I created a directory "mpi" under /usr/share/Modules, then copied the "modules" module file to it, renaming to "openmpi-3.1.0". I used it as a template to create the openmpi module file. I followed the above guide, as well as these guides:
1,
2. After saving, I commented out the openmpi-specific additions to my .bashrc files, rebooted, and checked to make sure they weren't in my path. Then I tried "
module help mpi/openmpi-3.1.0" and "
module whatis mpi/openmpi-3.1.0" just to make sure module sees the module. Then I loaded it "
module load mpi/openmpi-3.1.0", and checked the PATH and LD_LIBRARY_PATH to make sure they were modified correctly. Then I unloaded it to make sure that the environment was reset.
The first link shows an example for GCC. If I ever compile a non-system one (in say, /opt) I can create a module file for it and load the module, which will pre-append to the PATH the location of gcc, so it will be the version used. Unloading the module will undo the environment changes.
I created another module file for OpenFOAM v1712 to replace the alias I've been using. This was quite a bit trickier. Module files use the TCL language, which does not allow for executing bash commands like "source", so I couldn't just source the openfoam bashrc. Luckily, I found
this link, the last post in which had a great idea. Save your environment before and after running the openfoam alias, find the differences (with "diff"), pipe that into sed, and then clean up the result. That sed command worked pretty well. I pulled the PATH and LD_LIBRARY_PATH lines out and changed them to prepend-path commands and just pre-pended the differences. This is to prevent setenv from overwriting those environment variables. Note that diff just copies the lines that have differences, not the differences inside lines, so I had to manually remove what was in PATH and LD_LIBRARY_PATH in the pre-source-bashrc environment. I also had to clean up a couple other setenv lines, in particular any that had "=" signs in them got messed up by sed. I added a "prereq" for "mpi/openmpi-3.1.0", so that if I try to load this openfoam module before openmpi-3.1.0, it throws an error.
I repeated the above for the slave nodes, though I just copied over the module files. The openfoam one needed some modifications because ParaView is not installed on the slave nodes, but MESA and the VTK libraries are.
In summary, the above environment modules will allow me to have multiple versions of different software installed simultaneously without messing up my environment. These module files will also be extremely useful in a job scheduler.
Synchronize System Clocks
It's important to have a synchronized system clock for clusters. This can be done easily using NTP. On the headnode:
- yum install ntp
- systemctl enable ntpd
- systemctl start ntpd
After a few minutes, "ntpq -pn" should return a list of IP address, one with a * next to it. This means it's working.

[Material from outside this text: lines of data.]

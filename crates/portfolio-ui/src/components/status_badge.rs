//! Availability Badge Component
//!
//! Small glass pill in the hero announcing whether the developer is open
//! to work, with a pulsing sparkle.

use dioxus::prelude::*;
use portfolio_core::Icon as IconKind;

use super::icon::Icon;

/// Properties for the StatusBadge component
#[derive(Clone, PartialEq, Props)]
pub struct StatusBadgeProps {
    /// Availability text, e.g. "Available for hire"
    pub label: String,
    /// Pulse the sparkle icon
    #[props(default = true)]
    pub pulse: bool,
}

/// Displays the availability pill
///
/// # Example
///
/// ```rust,ignore
/// rsx! {
///     StatusBadge { label: "Available for hire".to_string() }
/// }
/// ```
#[component]
pub fn StatusBadge(props: StatusBadgeProps) -> Element {
    let icon_class = if props.pulse { "icon pulse" } else { "icon" };

    rsx! {
        div { class: "status-badge glass",
            role: "status",
            Icon {
                kind: IconKind::Sparkles,
                size: 14,
                class: icon_class.to_string(),
            }
            span { class: "status-label", "{props.label}" }
        }
    }
}

#[cfg(test)]
mod tests {
    use super::*;

    #[test]
    fn renders_label_with_pulse() {
        let html = dioxus_ssr::render_element(rsx! {
            StatusBadge { label: "Open to internships".to_string() }
        });
        assert!(html.contains("Open to internships"));
        assert!(html.contains("icon pulse"));
        assert!(html.contains("role=\"status\""));
    }

    #[test]
    fn still_badge_does_not_pulse() {
        let html = dioxus_ssr::render_element(rsx! {
            StatusBadge { label: "Available for hire".to_string(), pulse: false }
        });
        assert!(!html.contains("pulse"));
    }
}
//! Horizontally looping marquee track.
//!
//! The item list is laid out twice in a row and translated from 0 to -50%.
//! When the loop restarts the second copy sits exactly where the first one
//! started, so the motion looks continuous.

#[derive(Debug, Clone, PartialEq)]
pub struct MarqueeTrack<T> {
    items: Vec<T>,
    secs_per_item: f32,
    reverse: bool,
}

impl<T> MarqueeTrack<T> {
    pub fn new(items: Vec<T>, secs_per_item: f32) -> Self {
        Self {
            items,
            secs_per_item,
            reverse: false,
        }
    }

    pub fn reversed(mut self) -> Self {
        self.reverse = !self.reverse;
        self
    }

    pub fn is_reversed(&self) -> bool {
        self.reverse
    }

    pub fn items(&self) -> &[T] {
        &self.items
    }

    /// Items in render order: the list followed by its duplicate
    pub fn track(&self) -> impl Iterator<Item = &T> + '_ {
        self.items.iter().chain(self.items.iter())
    }

    pub fn track_len(&self) -> usize {
        self.items.len() * 2
    }

    /// Length of one full loop in seconds
    pub fn duration_secs(&self) -> f32 {
        self.items.len() as f32 * self.secs_per_item
    }

    /// Inline `animation` style driving the `marquee` keyframes
    pub fn animation_style(&self) -> String {
        let direction = if self.reverse { "reverse" } else { "normal" };
        format!(
            "animation: marquee {:.1}s linear infinite {};",
            self.duration_secs(),
            direction
        )
    }
}

#[cfg(test)]
mod tests {
    use super::*;

    #[test]
    fn test_track_duplicates_items() {
        let track = MarqueeTrack::new(vec!["a", "b", "c"], 2.0);
        let items: Vec<_> = track.track().copied().collect();
        assert_eq!(items, vec!["a", "b", "c", "a", "b", "c"]);
        assert_eq!(track.track_len(), 6);
    }

    #[test]
    fn test_duration_scales_with_items() {
        let track = MarqueeTrack::new(vec![1, 2, 3, 4], 2.5);
        assert_eq!(track.duration_secs(), 10.0);
        assert_eq!(
            track.animation_style(),
            "animation: marquee 10.0s linear infinite normal;"
        );
    }

    #[test]
    fn test_reverse() {
        let track = MarqueeTrack::new(vec![1], 1.0).reversed();
        assert!(track.is_reversed());
        assert!(track.animation_style().ends_with("reverse;"));
    }
}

The configuration file is located at /etc/ntp.conf. I just left the default servers. I think you used to need to select servers on your continent manually, however now they have auto-selecting servers. There are some settings that do need to be modified. This
command guide is a good resource, as is
this page. For the headnode, comment out "restrict default nomodify notrap nopeer noquery" and add "restrict default ignore", which means, "by default, ignore everything". Then add exceptions. The localhost is already an exception, so you don't need to modify that. Add this line, "restrict 192.168.2.0 mask 255.255.255.0 nomodify notrap", which allows all machines on that subnet to query the ntp server.

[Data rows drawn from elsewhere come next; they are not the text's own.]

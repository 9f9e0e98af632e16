//! Character-by-character text reveal.
//!
//! For a text of N characters the typewriter walks through exactly N+1
//! states: the empty string, then one more character per step, ending at
//! the full text. Steps split on `char` boundaries so multi-byte text never
//! yields a partial code point.

/// One-way cursor over the prefixes of a string
#[derive(Debug, Clone, PartialEq, Eq)]
pub struct Typewriter {
    text: String,
    /// Byte offset of every prefix end, `0` through `text.len()`
    boundaries: Vec<usize>,
    shown: usize,
}

impl Typewriter {
    pub fn new(text: impl Into<String>) -> Self {
        let text = text.into();
        let boundaries = text
            .char_indices()
            .map(|(i, _)| i)
            .chain(std::iter::once(text.len()))
            .collect();
        Self {
            text,
            boundaries,
            shown: 0,
        }
    }

    /// Typewriter already showing the full text
    pub fn finished(text: impl Into<String>) -> Self {
        let mut typewriter = Self::new(text);
        typewriter.finish();
        typewriter
    }

    pub fn text(&self) -> &str {
        &self.text
    }

    /// Currently visible prefix
    pub fn visible(&self) -> &str {
        &self.text[..self.boundaries[self.shown]]
    }

    /// Characters currently visible
    pub fn position(&self) -> usize {
        self.shown
    }

    /// Number of characters in the text
    pub fn char_len(&self) -> usize {
        self.boundaries.len() - 1
    }

    /// Number of distinct visible states (`char_len() + 1`)
    pub fn state_count(&self) -> usize {
        self.boundaries.len()
    }

    pub fn is_complete(&self) -> bool {
        self.shown + 1 == self.boundaries.len()
    }

    /// Reveal one more character.
    ///
    /// Returns `false` once the full text is visible; further calls change
    /// nothing.
    pub fn advance(&mut self) -> bool {
        if self.is_complete() {
            return false;
        }
        self.shown += 1;
        true
    }

    /// Jump straight to the full text
    pub fn finish(&mut self) {
        self.shown = self.boundaries.len() - 1;
    }

    /// Every state from empty to full, regardless of the current position
    pub fn states(&self) -> impl Iterator<Item = &str> + '_ {
        self.boundaries.iter().map(move |&end| &self.text[..end])
    }
}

Later update: I think I remember it working originally, but a few months later, I actually had to comment out the "restrict default ignore" and uncomment the original line or it wouldn't sync to any time servers. Not sure what I changed to make that not work anymore.
While it seemed to be working without doing the following, I believe the service does need to be allowed through the firewall.
- firewall-cmd --zone=home --add-service=ntp --permanent
- firewall-cmd --add-service=ntp --permanent
- firewall-cmd --reload
- firewall-cmd --zone=home --list-all
- firewall-cmd --zone=public --list-all
"ntp" should now be in the list of allowed services.
There is a lot of conflicting information about what to do if you don't have internet access or if you lose it. The confusion stems from a recent update where the "
undisciplined clock" was superseded by an "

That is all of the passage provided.